3. Donc il inédite la fraude ; et voici la suite (car il ne sait peut-être pas que Dieu le voit, pourriez-vous me dire ; et le Prophète nous montre ce que j’avais commencé à vous exposer, qu’il veut bien ne pas le savoir et que cette volonté d’ignorer tourne contre lui-même) : « Il a frauduleusement agi en sa présence »[1]. En présence de qui ? de celui qu’il ne craint point dans ses fourberies. « En cherchant son iniquité pour la haïr ». Il a donc agi de manière à ne la point trouver. Il y a des hommes, en effet, qui paraissent faire des efforts pour connaître leur iniquité, et qui craignent de la trouver ; car, s’ils la trouvaient, une voix leur dirait Rompez avec elle. Vous avez fait cela avant de connaître le mal ; cette faute est celle de votre ignorance, Dieu vous la pardonne ; et, maintenant que vous la connaissez, rompez avec elle, afin que votre ignorance obtienne plus facilement son pardon, et que sans rougir vous puissiez dire à Dieu : « Ne vous souvenez plus, Seigneur, des péchés de ma jeunesse et de mon ignorance »[2]. D’une part donc il cherche son injustice, et d’autre part il craint de la trouver ; car il cherche avec feinte.

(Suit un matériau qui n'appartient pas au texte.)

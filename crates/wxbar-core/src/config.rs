use anyhow::{Context, Result};
use serde::{Deserialize, Serialize};
use std::path::{Path, PathBuf};
use url::Url;

/// Environment variable consulted when no API key is configured.
pub const API_KEY_ENV: &str = "WXBAR_ACCUWEATHER_KEY";

/// Configuration validation errors
#[derive(Debug, Clone)]
pub struct ConfigValidationError {
    pub field: String,
    pub message: String,
}

impl std::fmt::Display for ConfigValidationError {
    fn fmt(&self, f: &mut std::fmt::Formatter<'_>) -> std::fmt::Result {
        write!(f, "{}: {}", self.field, self.message)
    }
}

/// Result of config validation
#[derive(Debug, Clone, Default)]
pub struct ValidationResult {
    pub errors: Vec<ConfigValidationError>,
    pub warnings: Vec<ConfigValidationError>,
}

impl ValidationResult {
    /// Returns true if there are no errors (warnings are OK)
    pub fn is_valid(&self) -> bool {
        self.errors.is_empty()
    }

    /// Add an error
    pub fn add_error(&mut self, field: impl Into<String>, message: impl Into<String>) {
        self.errors.push(ConfigValidationError {
            field: field.into(),
            message: message.into(),
        });
    }

    /// Add a warning
    pub fn add_warning(&mut self, field: impl Into<String>, message: impl Into<String>) {
        self.warnings.push(ConfigValidationError {
            field: field.into(),
            message: message.into(),
        });
    }

    /// Get a user-friendly message summarizing all errors
    pub fn error_summary(&self) -> String {
        self.errors
            .iter()
            .map(|e| e.to_string())
            .collect::<Vec<_>>()
            .join("; ")
    }
}

#[derive(Debug, Clone, Serialize, Deserialize)]
pub struct Config {
    /// Application configuration directory
    #[serde(default = "default_config_dir")]
    pub config_dir: PathBuf,

    /// Weather suggestion settings
    #[serde(default)]
    pub weather: WeatherConfig,
}

/// Which upstream serves location and weather data.
#[derive(Debug, Clone, Copy, PartialEq, Eq, Serialize, Deserialize, Default)]
#[serde(rename_all = "lowercase")]
pub enum ProviderKind {
    /// Live AccuWeather endpoints (requires an API key)
    Accuweather,
    /// Canned payloads, never touches the network
    #[default]
    Fixture,
}

/// Temperature unit preference
#[derive(Debug, Clone, Copy, PartialEq, Eq, Serialize, Deserialize, Default)]
#[serde(rename_all = "lowercase")]
pub enum TemperatureUnit {
    #[default]
    Auto,
    Celsius,
    Fahrenheit,
}

#[derive(Debug, Clone, Serialize, Deserialize)]
#[serde(default)]
pub struct WeatherConfig {
    pub provider: ProviderKind,

    /// AccuWeather API key. Falls back to `WXBAR_ACCUWEATHER_KEY`.
    pub api_key: Option<String>,

    pub api_base_url: String,

    /// Directory or URL prefix that icon assets are served from
    pub icon_base_url: String,

    /// Lifetime of a cached weather result, in seconds
    pub cache_ttl_secs: u64,

    /// How long a failed location stays suppressed, in seconds
    pub negative_cooldown_secs: u64,

    /// Deadline the host gives each query revision, in milliseconds
    pub query_timeout_ms: u64,

    /// Per-request HTTP timeout, in seconds
    pub request_timeout_secs: u64,

    /// Explicit location keys shorter than this are never looked up
    pub min_key_len: usize,

    pub temperature_unit: TemperatureUnit,

    /// Fetch the 5-day forecast alongside current conditions
    pub forecast: bool,

    /// Answer bare "weather" queries with the device location
    pub implicit_location: bool,

    /// Fixed device coordinates used for implicit-location queries
    pub latitude: Option<f64>,
    pub longitude: Option<f64>,

    /// Directory of `location.json`/`current.json`/`forecast.json`
    /// overrides for the fixture provider
    pub fixture_dir: Option<PathBuf>,
}

impl Default for WeatherConfig {
    fn default() -> Self {
        Self {
            provider: ProviderKind::Fixture,
            api_key: None,
            // Kept in step with wxbar_weather::{ACCUWEATHER_API_BASE,
            // DEFAULT_ICON_BASE_URL, DEFAULT_TTL_SECS, DEFAULT_COOLDOWN_SECS,
            // DEFAULT_MIN_KEY_LEN}; the wxbar binary tests that they agree.
            api_base_url: "https://dataservice.accuweather.com".to_string(),
            icon_base_url: "icons".to_string(),
            cache_ttl_secs: 600,
            negative_cooldown_secs: 600,
            query_timeout_ms: 5000,
            request_timeout_secs: 10,
            min_key_len: 3,
            temperature_unit: TemperatureUnit::Auto,
            forecast: true,
            implicit_location: false,
            latitude: None,
            longitude: None,
            fixture_dir: None,
        }
    }
}

impl WeatherConfig {
    /// The configured API key, or the one from the environment.
    pub fn effective_api_key(&self) -> Option<String> {
        self.api_key
            .clone()
            .filter(|k| !k.trim().is_empty())
            .or_else(|| std::env::var(API_KEY_ENV).ok().filter(|k| !k.trim().is_empty()))
    }

    /// Fixed coordinates, if both halves are configured.
    pub fn coordinates(&self) -> Option<(f64, f64)> {
        self.latitude.zip(self.longitude)
    }
}

impl Default for Config {
    fn default() -> Self {
        Self {
            config_dir: default_config_dir(),
            weather: WeatherConfig::default(),
        }
    }
}

fn default_config_dir() -> PathBuf {
    dirs::config_dir()
        .unwrap_or_else(|| PathBuf::from("."))
        .join("wxbar")
}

Je ne savais pas qu’il y eût péché ; quand est-ce que l’homme parle ainsi ? C’est quand il reconnaît qu’il a péché et qu’il cesse de faire ce qu’il faisait précisément parce qu’il ignorait que ce fût un mal ; il voulait réellement connaître sa faute, afin de la trouver et de la haïr. Mais aujourd’hui beaucoup cherchent leur iniquité avec feinte, c’est-à-dire qu’ils ne la cherchent point avec l’intention de la trouver et de la haïr. Mais comme la recherche qu’ils en font est hypocrite, ils ne trouvent cette iniquité que pour la défendre. Pour celui qui découvre l’iniquité, il est évident que cette iniquité est un mal. Ne le faites plus, lui direz-vous. Et lui, qui n’agissait que frauduleusement pour trouver son iniquité, la trouve enfin, mais ne la hait pas. Que dit-il, en effet ? Combien d’autres en agissent ainsi, et qui n’en est pas là ? Dieu voudrait-il nous damner tous ? Ou, du moins, voici son langage : Si Dieu ne voulait pas qu’on agît de la sorte, les hommes qui en sont là vivraient-ils encore ? Vois-tu bien que tu ne cherches ton iniquité qu’avec hypocrisie ? Si tu n’eusses point agi en homme hypocrite, mais en homme sincère, tu l’aurai déjà trouvée et prise en haine ; maintenant que tu la trouves, tu la soutiens ; tu la cherchais donc en hypocrite.
4. « L’injustice et la ruse, telles sont ta « paroles de sa bouche ; il n’a point voulu comprendre, afin de ne point faire le bien. »[3] Vous voyez que ces torts sont attribués à sa volonté ; il est en effet des hommes qui ne veulent pas comprendre et ne le peuvent ; il est aussi des hommes qui ne comprennent point parce qu’ils ne veulent point comprendre. « Il n’a point voulu comprendre, de peur de faire le bien ».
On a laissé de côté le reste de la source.